→ **Exercise instructions**
Write down exactly the lines of the records below, beginning with the first and ending with the line that includes "const MAX_DELAY_MS: u64 = 30_000;".

→ **Records for the task**
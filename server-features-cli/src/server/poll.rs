use std::sync::Arc;
use std::time::Duration;

use tracing::warn;

use super::state::AppState;
use crate::remote::fetch_server_version;

const BASE_DELAY_MS: u64 = 1_000;
const MAX_DELAY_MS: u64 = 30_000;

/// Exponential backoff: 1s, 2s, 4s, 8s, … capped at 30s
fn backoff_delay(attempt: u32) -> Duration {
    let delay_ms = BASE_DELAY_MS.saturating_mul(1u64.checked_shl(attempt).unwrap_or(u64::MAX));
    Duration::from_millis(delay_ms.min(MAX_DELAY_MS))
}

/// One poll: fetch the backend version and publish it. On error nothing is
/// published, so the last set stays in place.
async fn poll_once(
    state: &AppState,
    client: &reqwest::Client,
    url: &str,
    api_key: Option<&str>,
) -> Result<(), String> {
    let version = fetch_server_version(client, url, api_key).await?;
    state.features.set_server_version(&version);
    Ok(())
}

/// Re-reads the backend version every `every` and republishes the feature
/// set. A failed fetch keeps whatever was published last and retries with
/// backoff, never waiting longer than `every`.
pub async fn poll_backend(
    state: Arc<AppState>,
    url: String,
    api_key: Option<String>,
    every: Duration,
) {
    let client = reqwest::Client::new();
    let mut attempt: u32 = 0;
    let mut delay = every;

    loop {
        tokio::time::sleep(delay).await;

        delay = match poll_once(&state, &client, &url, api_key.as_deref()).await {
            Ok(()) => {
                attempt = 0;
                every
            }
            Err(e) => {
                warn!(error = %e, attempt, "backend version poll failed");
                let retry = backoff_delay(attempt).min(every);
                attempt = attempt.saturating_add(1);
                retry
            }
        };
    }
}
use core::fmt;
use std::str::FromStr;

use nom::{
    character::complete::{char, digit1},
    combinator::{all_consuming, map_res},
    sequence::{preceded, tuple},
    IResult,
};

use crate::error::VersionError;

/// A parsed `major.minor.patch` version.
///
/// Field order matters: the derived `Ord` compares `major`, then `minor`,
/// then `patch`, which is exactly semantic-version precedence for plain
/// three-number versions.
#[derive(Debug, Clone, Copy, PartialEq, Eq, PartialOrd, Ord, Hash, Default)]
pub struct SemanticVersion {
    pub major: u64,
    pub minor: u64,
    pub patch: u64,
}

impl SemanticVersion {
    /// The version every context starts from before a backend is known.
    pub const ZERO: SemanticVersion = SemanticVersion::new(0, 0, 0);

    pub const fn new(major: u64, minor: u64, patch: u64) -> Self {
        Self {
            major,
            minor,
            patch,
        }
    }

    /// True when `self` is at least `minimum`.
    pub fn satisfies(&self, minimum: &SemanticVersion) -> bool {
        satisfies(self, minimum)
    }
}

impl fmt::Display for SemanticVersion {
    fn fmt(&self, f: &mut fmt::Formatter<'_>) -> fmt::Result {
        write!(f, "{}.{}.{}", self.major, self.minor, self.patch)
    }
}

impl FromStr for SemanticVersion {
    type Err = VersionError;

    fn from_str(s: &str) -> Result<Self, Self::Err> {
        parse(s)
    }
}

fn segment(i: &str) -> IResult<&str, u64> {
    map_res(digit1, |digits: &str| digits.parse::<u64>())(i)
}

fn semantic_version(i: &str) -> IResult<&str, SemanticVersion> {
    let (i, (major, minor, patch)) = tuple((
        segment,
        preceded(char('.'), segment),
        preceded(char('.'), segment),
    ))(i)?;
    Ok((i, SemanticVersion::new(major, minor, patch)))
}

/// Parses `<major>.<minor>.<patch>`.
///
/// Exactly three decimal segments, nothing before or after. Pre-release
/// tags, build metadata, a leading `v` and surrounding whitespace are all
/// rejected rather than truncated. Leading zeros are fine (`2.09.0` is 2.9.0).
pub fn parse(input: &str) -> Result<SemanticVersion, VersionError> {
    all_consuming(semantic_version)(input)
        .map(|(_, version)| version)
        .map_err(|_| VersionError::MalformedVersion {
            input: input.to_string(),
        })
}

/// `candidate >= minimum`, equality included.
pub fn satisfies(candidate: &SemanticVersion, minimum: &SemanticVersion) -> bool {
    candidate >= minimum
}

#[cfg(test)]
mod tests {
    use super::*;

    #[test]
    fn test_parse_plain_versions() {
        assert_eq!(parse("3.4.0").unwrap(), SemanticVersion::new(3, 4, 0));
        assert_eq!(parse("0.0.0").unwrap(), SemanticVersion::ZERO);
        assert_eq!(parse("2.10.0").unwrap(), SemanticVersion::new(2, 10, 0));
        assert_eq!(
            parse("12.345.6789").unwrap(),
            SemanticVersion::new(12, 345, 6789)
        );
    }

    #[test]
    fn test_parse_leading_zeros() {
        assert_eq!(parse("2.09.0").unwrap(), SemanticVersion::new(2, 9, 0));
        assert_eq!(parse("002.000.001").unwrap(), SemanticVersion::new(2, 0, 1));
    }

    #[test]
    fn test_parse_rejects_wrong_segment_count() {
        assert!(parse("3.4").is_err());
        assert!(parse("3").is_err());
        assert!(parse("3.4.0.1").is_err());
        assert!(parse("").is_err());
    }

    #[test]
    fn test_parse_rejects_non_numeric() {
        for input in [
            "3.4.0-beta.1",
            "3.4.0+build5",
            "v3.4.0",
            " 3.4.0",
            "3.4.0 ",
            "3..0",
            "3.x.0",
            "-1.0.0",
            "+1.0.0",
            "latest",
            "not-a-version",
        ] {
            assert!(parse(input).is_err(), "{input:?} should not parse");
        }
    }

    #[test]
    fn test_parse_rejects_overflowing_segment() {
        assert!(parse("18446744073709551616.0.0").is_err());
        assert_eq!(
            parse("18446744073709551615.0.0").unwrap().major,
            u64::MAX
        );
    }

    #[test]
    fn test_malformed_error_carries_input() {
        let err = parse("3.4").unwrap_err();
        assert_eq!(
            err,
            VersionError::MalformedVersion {
                input: "3.4".to_string()
            }
        );
        assert!(err.to_string().contains("\"3.4\""));
    }

    #[test]
    fn test_display_is_canonical() {
        assert_eq!(parse("3.4.0").unwrap().to_string(), "3.4.0");
        assert_eq!(parse("02.09.00").unwrap().to_string(), "2.9.0");
    }

    #[test]
    fn test_from_str() {
        let v: SemanticVersion = "3.5.1".parse().unwrap();
        assert_eq!(v, SemanticVersion::new(3, 5, 1));
        assert!("3.5".parse::<SemanticVersion>().is_err());
    }

    #[test]
    fn test_satisfies() {
        let min = SemanticVersion::new(3, 4, 0);
        assert!(satisfies(&SemanticVersion::new(3, 4, 0), &min));
        assert!(!satisfies(&SemanticVersion::new(3, 3, 9), &min));
        assert!(satisfies(&SemanticVersion::new(3, 5, 0), &min));
        assert!(satisfies(&SemanticVersion::new(4, 0, 0), &min));
        assert!(!satisfies(&SemanticVersion::new(2, 99, 99), &min));
        assert!(satisfies(&SemanticVersion::new(3, 4, 1), &min));
    }

    #[test]
    fn test_satisfies_is_numeric_not_lexical() {
        // "2.10.0" sorts before "2.9.0" as a string
        let v2_10 = parse("2.10.0").unwrap();
        let v2_9 = parse("2.9.0").unwrap();
        assert!(v2_10.satisfies(&v2_9));
        assert!(!v2_9.satisfies(&v2_10));
    }

    #[test]
    fn test_satisfies_matches_tuple_order() {
        let samples = [0u64, 1, 2, 9, 10];
        for &a in &samples {
            for &b in &samples {
                let left = SemanticVersion::new(a, b, a);
                let right = SemanticVersion::new(b, a, b);
                assert_eq!(
                    satisfies(&left, &right),
                    (a, b, a) >= (b, a, b),
                    "{left} vs {right}"
                );
            }
        }
    }
}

→ **Solution to the exercise**
filename server-features-cli/src/server/poll.rs
use std::sync::Arc;
use std::time::Duration;

use tracing::warn;

use super::state::AppState;
use crate::remote::fetch_server_version;

const BASE_DELAY_MS: u64 = 1_000;
const MAX_DELAY_MS: u64 = 30_000;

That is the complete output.